**Exercise goal:**
Give back all of the data exactly. Leave nothing out.

**Data extracted from a collection:**
===============

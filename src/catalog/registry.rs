//! The concept catalog registry.
//!
//! This module provides [`ConceptCatalog`], a read-only index over concept
//! definitions. The built-in catalog is constructed once per process and
//! shared by reference.

use std::collections::{HashMap, HashSet};

use once_cell::sync::Lazy;

use super::table::builtin_definitions;
use super::types::{ConceptCode, ConceptDefinition};
use crate::error::{EngineError, EngineResult};
use crate::models::{ConceptType, normalize_key};

static GLOBAL_CATALOG: Lazy<ConceptCatalog> =
    Lazy::new(|| ConceptCatalog::index(builtin_definitions()));

/// Read-only registry of concept definitions.
///
/// Definitions are indexed by [`ConceptCode`] and by their key name compared
/// case-insensitively.
///
/// # Example
///
/// ```
/// use finance_engine::catalog::{ConceptCatalog, ConceptCode};
///
/// let catalog = ConceptCatalog::global();
/// let layoff = catalog.lookup("CESANTÍAS").unwrap();
/// assert_eq!(layoff.code, ConceptCode::Layoff);
/// ```
#[derive(Debug, Clone)]
pub struct ConceptCatalog {
    definitions: Vec<ConceptDefinition>,
    by_key: HashMap<String, usize>,
    by_code: HashMap<ConceptCode, usize>,
}

impl ConceptCatalog {
    /// Returns the built-in catalog.
    pub fn global() -> &'static ConceptCatalog {
        &GLOBAL_CATALOG
    }

    /// Builds a catalog from custom definitions.
    ///
    /// # Errors
    ///
    /// Returns `DuplicateDefinition` if two definitions share a code or a
    /// key name (case-insensitively).
    pub fn new(definitions: Vec<ConceptDefinition>) -> EngineResult<Self> {
        let mut seen_keys = HashSet::new();
        let mut seen_codes = HashSet::new();

        for definition in &definitions {
            if !seen_keys.insert(normalize_key(&definition.key_name))
                || !seen_codes.insert(definition.code)
            {
                return Err(EngineError::DuplicateDefinition {
                    key_name: definition.key_name.clone(),
                });
            }
        }

        Ok(Self::index(definitions))
    }

    fn index(definitions: Vec<ConceptDefinition>) -> Self {
        let by_key = definitions
            .iter()
            .enumerate()
            .map(|(i, d)| (normalize_key(&d.key_name), i))
            .collect();
        let by_code = definitions
            .iter()
            .enumerate()
            .map(|(i, d)| (d.code, i))
            .collect();

        Self {
            definitions,
            by_key,
            by_code,
        }
    }

    /// Finds a definition by key name, ignoring case and surrounding whitespace.
    ///
    /// # Errors
    ///
    /// Returns `ConceptNotFound` if no definition has that key name.
    pub fn lookup(&self, key_name: &str) -> EngineResult<&ConceptDefinition> {
        self.by_key
            .get(&normalize_key(key_name))
            .map(|&i| &self.definitions[i])
            .ok_or_else(|| EngineError::ConceptNotFound {
                key_name: key_name.to_string(),
            })
    }

    /// Finds a definition by code.
    pub fn get(&self, code: ConceptCode) -> Option<&ConceptDefinition> {
        self.by_code.get(&code).map(|&i| &self.definitions[i])
    }

    /// All definitions of the given type, in catalog order.
    pub fn by_type(&self, concept_type: ConceptType) -> impl Iterator<Item = &ConceptDefinition> {
        self.definitions
            .iter()
            .filter(move |d| d.concept_type == concept_type)
    }

    /// All definitions marked as required, in catalog order.
    pub fn required(&self) -> impl Iterator<Item = &ConceptDefinition> {
        self.definitions.iter().filter(|d| d.required)
    }

    /// The transport subsidy definition, if the catalog has one.
    pub fn transport_subsidy(&self) -> Option<&ConceptDefinition> {
        self.get(ConceptCode::TransportSubsidy)
    }

    /// All definitions, in catalog order.
    pub fn iter(&self) -> impl Iterator<Item = &ConceptDefinition> {
        self.definitions.iter()
    }

    /// Number of definitions.
    pub fn len(&self) -> usize {
        self.definitions.len()
    }

    /// Returns true if the catalog has no definitions.
    pub fn is_empty(&self) -> bool {
        self.definitions.is_empty()
    }
}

===============

**Exercise result:**
filename src/catalog/registry.rs
//! The concept catalog registry.
//!
//! This module provides [`ConceptCatalog`], a read-only index over concept
//! definitions. The built-in catalog is constructed once per process and
//! shared by reference.

use std::collections::{HashMap, HashSet};

use once_cell::sync::Lazy;

use super::table::builtin_definitions;
use super::types::{ConceptCode, ConceptDefinition};
use crate::error::{EngineError, EngineResult};
use crate::models::{ConceptType, normalize_key};

static GLOBAL_CATALOG: Lazy<ConceptCatalog> =
    Lazy::new(|| ConceptCatalog::index(builtin_definitions()));

/// Read-only registry of concept definitions.
///
/// Definitions are indexed by [`ConceptCode`] and by their key name compared
/// case-insensitively.
///
/// # Example
///
/// ```
/// use finance_engine::catalog::{ConceptCatalog, ConceptCode};
///
/// let catalog = ConceptCatalog::global();
/// let layoff = catalog.lookup("CESANTÍAS").unwrap();
/// assert_eq!(layoff.code, ConceptCode::Layoff);
/// ```
#[derive(Debug, Clone)]
pub struct ConceptCatalog {
    definitions: Vec<ConceptDefinition>,
    by_key: HashMap<String, usize>,
    by_code: HashMap<ConceptCode, usize>,
}

impl ConceptCatalog {
    /// Returns the built-in catalog.
    pub fn global() -> &'static ConceptCatalog {
        &GLOBAL_CATALOG
    }

    /// Builds a catalog from custom definitions.
    ///
    /// # Errors
    ///
    /// Returns `DuplicateDefinition` if two definitions share a code or a
    /// key name (case-insensitively).
    pub fn new(definitions: Vec<ConceptDefinition>) -> EngineResult<Self> {
        let mut seen_keys = HashSet::new();
        let mut seen_codes = HashSet::new();

        for definition in &definitions {
            if !seen_keys.insert(normalize_key(&definition.key_name))
                || !seen_codes.insert(definition.code)
            {
                return Err(EngineError::DuplicateDefinition {
                    key_name: definition.key_name.clone(),
                });
            }
        }

        Ok(Self::index(definitions))
    }

    fn index(definitions: Vec<ConceptDefinition>) -> Self {
        let by_key = definitions
            .iter()
            .enumerate()
            .map(|(i, d)| (normalize_key(&d.key_name), i))
            .collect();
        let by_code = definitions
            .iter()
            .enumerate()
            .map(|(i, d)| (d.code, i))
            .collect();

        Self {
            definitions,
            by_key,
            by_code,
        }
    }

    /// Finds a definition by key name, ignoring case and surrounding whitespace.
    ///
    /// # Errors
    ///
    /// Returns `ConceptNotFound` if no definition has that key name.
    pub fn lookup(&self, key_name: &str) -> EngineResult<&ConceptDefinition> {
        self.by_key
            .get(&normalize_key(key_name))
            .map(|&i| &self.definitions[i])
            .ok_or_else(|| EngineError::ConceptNotFound {
                key_name: key_name.to_string(),
            })
    }

    /// Finds a definition by code.
    pub fn get(&self, code: ConceptCode) -> Option<&ConceptDefinition> {
        self.by_code.get(&code).map(|&i| &self.definitions[i])
    }

    /// All definitions of the given type, in catalog order.
    pub fn by_type(&self, concept_type: ConceptType) -> impl Iterator<Item = &ConceptDefinition> {
        self.definitions
            .iter()
            .filter(move |d| d.concept_type == concept_type)
    }

    /// All definitions marked as required, in catalog order.
    pub fn required(&self) -> impl Iterator<Item = &ConceptDefinition> {
        self.definitions.iter().filter(|d| d.required)
    }

    /// The transport subsidy definition, if the catalog has one.
    pub fn transport_subsidy(&self) -> Option<&ConceptDefinition> {
        self.get(ConceptCode::TransportSubsidy)
    }

    /// All definitions, in catalog order.
    pub fn iter(&self) -> impl Iterator<Item = &ConceptDefinition> {
        self.definitions.iter()
    }

    /// Number of definitions.
    pub fn len(&self) -> usize {
        self.definitions.len()
    }

    /// Returns true if the catalog has no definitions.
    pub fn is_empty(&self) -> bool {
        self.definitions.is_empty()
    }
}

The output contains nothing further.